WHAT IS REQUIRED:
Copy every line of the records that includes the word "parser".

INFORMATION SUPPLIED:
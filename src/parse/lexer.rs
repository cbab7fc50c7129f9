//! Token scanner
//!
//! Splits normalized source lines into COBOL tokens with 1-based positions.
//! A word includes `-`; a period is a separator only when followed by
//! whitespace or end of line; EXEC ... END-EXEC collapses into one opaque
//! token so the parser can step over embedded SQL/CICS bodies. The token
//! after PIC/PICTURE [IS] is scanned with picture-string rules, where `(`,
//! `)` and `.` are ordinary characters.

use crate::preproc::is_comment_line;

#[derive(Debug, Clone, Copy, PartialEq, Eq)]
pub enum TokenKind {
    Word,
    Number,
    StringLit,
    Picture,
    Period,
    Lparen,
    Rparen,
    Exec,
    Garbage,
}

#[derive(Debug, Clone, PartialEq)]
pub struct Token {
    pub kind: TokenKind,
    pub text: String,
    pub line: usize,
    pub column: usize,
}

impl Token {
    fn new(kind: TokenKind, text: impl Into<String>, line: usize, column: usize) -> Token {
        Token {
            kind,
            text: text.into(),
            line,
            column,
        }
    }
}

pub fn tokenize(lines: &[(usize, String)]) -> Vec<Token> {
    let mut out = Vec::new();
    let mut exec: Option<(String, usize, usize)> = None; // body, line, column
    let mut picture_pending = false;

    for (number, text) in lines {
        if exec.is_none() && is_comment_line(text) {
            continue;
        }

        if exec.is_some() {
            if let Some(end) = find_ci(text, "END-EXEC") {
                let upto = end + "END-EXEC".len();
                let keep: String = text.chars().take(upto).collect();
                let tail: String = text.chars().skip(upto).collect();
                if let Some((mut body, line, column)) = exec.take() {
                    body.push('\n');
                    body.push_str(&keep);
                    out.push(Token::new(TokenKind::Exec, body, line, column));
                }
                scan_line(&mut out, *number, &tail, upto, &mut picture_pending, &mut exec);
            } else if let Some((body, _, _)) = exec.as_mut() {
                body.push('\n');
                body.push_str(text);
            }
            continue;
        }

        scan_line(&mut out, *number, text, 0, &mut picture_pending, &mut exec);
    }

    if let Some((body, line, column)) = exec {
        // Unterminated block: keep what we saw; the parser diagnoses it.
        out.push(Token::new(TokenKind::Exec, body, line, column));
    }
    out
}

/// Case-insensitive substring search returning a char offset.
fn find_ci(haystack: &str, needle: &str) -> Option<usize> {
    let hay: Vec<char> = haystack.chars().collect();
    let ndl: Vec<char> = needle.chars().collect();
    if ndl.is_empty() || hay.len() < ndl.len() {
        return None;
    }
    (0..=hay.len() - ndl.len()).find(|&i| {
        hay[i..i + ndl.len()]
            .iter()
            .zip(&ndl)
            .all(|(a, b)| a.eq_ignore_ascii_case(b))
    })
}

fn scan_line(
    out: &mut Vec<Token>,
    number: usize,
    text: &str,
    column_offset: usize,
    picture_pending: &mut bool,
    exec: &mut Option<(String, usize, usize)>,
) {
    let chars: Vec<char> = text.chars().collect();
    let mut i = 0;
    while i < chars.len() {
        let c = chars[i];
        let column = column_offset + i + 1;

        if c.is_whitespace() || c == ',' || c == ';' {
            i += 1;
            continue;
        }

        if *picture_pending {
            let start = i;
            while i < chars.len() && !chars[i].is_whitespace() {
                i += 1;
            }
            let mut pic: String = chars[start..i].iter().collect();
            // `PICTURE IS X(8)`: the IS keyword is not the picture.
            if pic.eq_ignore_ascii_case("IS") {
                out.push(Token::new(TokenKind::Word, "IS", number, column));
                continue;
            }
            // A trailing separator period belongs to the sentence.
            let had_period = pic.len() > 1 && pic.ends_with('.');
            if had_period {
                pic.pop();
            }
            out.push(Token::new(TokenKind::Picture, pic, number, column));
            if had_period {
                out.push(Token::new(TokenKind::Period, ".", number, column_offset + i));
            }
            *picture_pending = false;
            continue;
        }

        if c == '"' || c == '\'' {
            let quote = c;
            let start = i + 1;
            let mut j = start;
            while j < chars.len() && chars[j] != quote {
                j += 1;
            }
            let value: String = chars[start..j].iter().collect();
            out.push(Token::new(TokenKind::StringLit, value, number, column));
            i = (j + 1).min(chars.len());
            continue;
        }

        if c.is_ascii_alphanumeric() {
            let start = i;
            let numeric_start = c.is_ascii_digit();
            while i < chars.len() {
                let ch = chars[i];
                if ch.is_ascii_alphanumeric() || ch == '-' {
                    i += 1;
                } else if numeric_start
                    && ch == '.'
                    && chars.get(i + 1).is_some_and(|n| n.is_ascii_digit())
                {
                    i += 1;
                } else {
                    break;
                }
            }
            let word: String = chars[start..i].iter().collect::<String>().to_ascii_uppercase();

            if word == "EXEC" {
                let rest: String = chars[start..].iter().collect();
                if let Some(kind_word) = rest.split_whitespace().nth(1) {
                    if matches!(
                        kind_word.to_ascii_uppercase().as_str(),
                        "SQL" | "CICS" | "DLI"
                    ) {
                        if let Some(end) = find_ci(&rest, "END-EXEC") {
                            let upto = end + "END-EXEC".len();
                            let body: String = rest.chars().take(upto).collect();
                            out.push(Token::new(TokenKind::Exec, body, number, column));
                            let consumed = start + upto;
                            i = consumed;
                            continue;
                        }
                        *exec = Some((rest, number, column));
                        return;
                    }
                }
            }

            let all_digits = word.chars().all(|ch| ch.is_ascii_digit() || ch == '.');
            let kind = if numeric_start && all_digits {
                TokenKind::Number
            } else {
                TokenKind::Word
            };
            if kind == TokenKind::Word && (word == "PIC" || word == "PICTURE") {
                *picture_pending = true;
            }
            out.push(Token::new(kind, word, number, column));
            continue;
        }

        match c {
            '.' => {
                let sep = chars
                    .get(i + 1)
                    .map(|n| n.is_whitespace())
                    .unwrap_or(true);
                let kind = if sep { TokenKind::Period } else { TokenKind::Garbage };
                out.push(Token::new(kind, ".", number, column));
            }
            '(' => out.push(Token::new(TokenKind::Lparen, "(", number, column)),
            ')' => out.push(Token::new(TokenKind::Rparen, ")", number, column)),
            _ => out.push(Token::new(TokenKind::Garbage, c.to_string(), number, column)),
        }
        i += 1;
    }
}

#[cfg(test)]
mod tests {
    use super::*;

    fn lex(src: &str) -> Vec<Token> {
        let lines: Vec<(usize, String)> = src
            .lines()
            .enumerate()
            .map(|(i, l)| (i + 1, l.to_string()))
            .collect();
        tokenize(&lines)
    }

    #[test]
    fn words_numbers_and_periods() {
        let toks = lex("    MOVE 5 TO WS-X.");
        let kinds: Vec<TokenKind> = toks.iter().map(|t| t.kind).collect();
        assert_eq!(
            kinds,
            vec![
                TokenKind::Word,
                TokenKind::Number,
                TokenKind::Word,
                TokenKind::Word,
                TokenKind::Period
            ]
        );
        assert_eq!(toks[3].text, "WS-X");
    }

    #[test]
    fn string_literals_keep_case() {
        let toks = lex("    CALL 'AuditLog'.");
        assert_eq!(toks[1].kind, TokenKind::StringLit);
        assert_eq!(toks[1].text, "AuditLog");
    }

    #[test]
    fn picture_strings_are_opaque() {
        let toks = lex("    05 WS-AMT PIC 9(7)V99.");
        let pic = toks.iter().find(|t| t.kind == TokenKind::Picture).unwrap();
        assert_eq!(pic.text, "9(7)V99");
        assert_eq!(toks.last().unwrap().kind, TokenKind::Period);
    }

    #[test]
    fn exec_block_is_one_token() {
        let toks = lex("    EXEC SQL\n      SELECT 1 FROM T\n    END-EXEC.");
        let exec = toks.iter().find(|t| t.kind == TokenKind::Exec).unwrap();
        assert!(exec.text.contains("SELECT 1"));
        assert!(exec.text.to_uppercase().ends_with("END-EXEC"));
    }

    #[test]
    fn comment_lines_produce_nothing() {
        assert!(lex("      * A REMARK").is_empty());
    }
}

THE COMPLETED TASK:
//! token so the parser can step over embedded SQL/CICS bodies. The token
        // Unterminated block: keep what we saw; the parser diagnoses it.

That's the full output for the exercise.